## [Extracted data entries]
· · · · ·

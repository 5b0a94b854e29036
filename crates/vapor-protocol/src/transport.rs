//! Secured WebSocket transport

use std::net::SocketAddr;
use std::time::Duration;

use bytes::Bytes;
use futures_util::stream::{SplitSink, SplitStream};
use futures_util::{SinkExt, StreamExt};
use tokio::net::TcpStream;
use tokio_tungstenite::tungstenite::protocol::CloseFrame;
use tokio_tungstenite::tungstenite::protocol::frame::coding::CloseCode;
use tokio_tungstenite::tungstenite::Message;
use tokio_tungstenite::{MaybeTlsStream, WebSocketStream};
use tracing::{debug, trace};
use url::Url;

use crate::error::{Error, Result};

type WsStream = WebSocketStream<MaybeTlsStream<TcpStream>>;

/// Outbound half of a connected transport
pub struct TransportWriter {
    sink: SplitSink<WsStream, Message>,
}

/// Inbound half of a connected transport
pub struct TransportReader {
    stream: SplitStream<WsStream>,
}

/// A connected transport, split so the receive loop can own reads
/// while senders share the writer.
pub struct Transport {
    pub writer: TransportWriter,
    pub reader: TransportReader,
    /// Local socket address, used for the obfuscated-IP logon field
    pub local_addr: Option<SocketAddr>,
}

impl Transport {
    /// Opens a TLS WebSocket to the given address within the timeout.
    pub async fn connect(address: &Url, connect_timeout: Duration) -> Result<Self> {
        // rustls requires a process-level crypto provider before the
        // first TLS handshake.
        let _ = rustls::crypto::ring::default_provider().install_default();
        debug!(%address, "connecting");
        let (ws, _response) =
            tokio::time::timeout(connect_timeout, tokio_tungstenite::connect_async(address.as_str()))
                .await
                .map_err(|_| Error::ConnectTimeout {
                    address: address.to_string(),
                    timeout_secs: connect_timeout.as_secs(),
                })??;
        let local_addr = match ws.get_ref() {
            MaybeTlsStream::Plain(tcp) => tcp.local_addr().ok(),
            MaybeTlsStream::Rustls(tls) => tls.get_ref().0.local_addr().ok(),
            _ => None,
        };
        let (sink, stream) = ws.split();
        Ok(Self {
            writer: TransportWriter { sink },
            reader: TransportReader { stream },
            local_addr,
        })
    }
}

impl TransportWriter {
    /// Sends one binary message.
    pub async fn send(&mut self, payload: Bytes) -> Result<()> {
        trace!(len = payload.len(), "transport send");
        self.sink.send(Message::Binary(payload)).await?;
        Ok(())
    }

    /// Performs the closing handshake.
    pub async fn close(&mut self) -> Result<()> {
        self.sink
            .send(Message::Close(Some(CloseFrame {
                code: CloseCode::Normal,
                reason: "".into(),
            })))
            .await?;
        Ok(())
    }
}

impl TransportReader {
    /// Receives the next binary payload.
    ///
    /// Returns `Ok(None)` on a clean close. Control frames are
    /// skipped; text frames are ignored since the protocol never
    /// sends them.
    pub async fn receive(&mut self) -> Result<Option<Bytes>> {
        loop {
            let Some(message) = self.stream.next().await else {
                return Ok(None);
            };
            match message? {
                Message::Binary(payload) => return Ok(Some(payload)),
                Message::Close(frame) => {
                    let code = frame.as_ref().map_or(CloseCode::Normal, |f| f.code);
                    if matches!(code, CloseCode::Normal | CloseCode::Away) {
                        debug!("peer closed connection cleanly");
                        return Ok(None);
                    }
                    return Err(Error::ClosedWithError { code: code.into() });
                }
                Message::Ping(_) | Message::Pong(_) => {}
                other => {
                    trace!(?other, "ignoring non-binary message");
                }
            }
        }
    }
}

· · · · ·

## [Aim of the task]
From the records above, transcribe exactly the run of lines that opens with the line holding "pub async fn close(&mut" and closes with the line holding "next binary payload.", both included.

## [Task output]
    pub async fn close(&mut self) -> Result<()> {
        self.sink
            .send(Message::Close(Some(CloseFrame {
                code: CloseCode::Normal,
                reason: "".into(),
            })))
            .await?;
        Ok(())
    }
}

impl TransportReader {
    /// Receives the next binary payload.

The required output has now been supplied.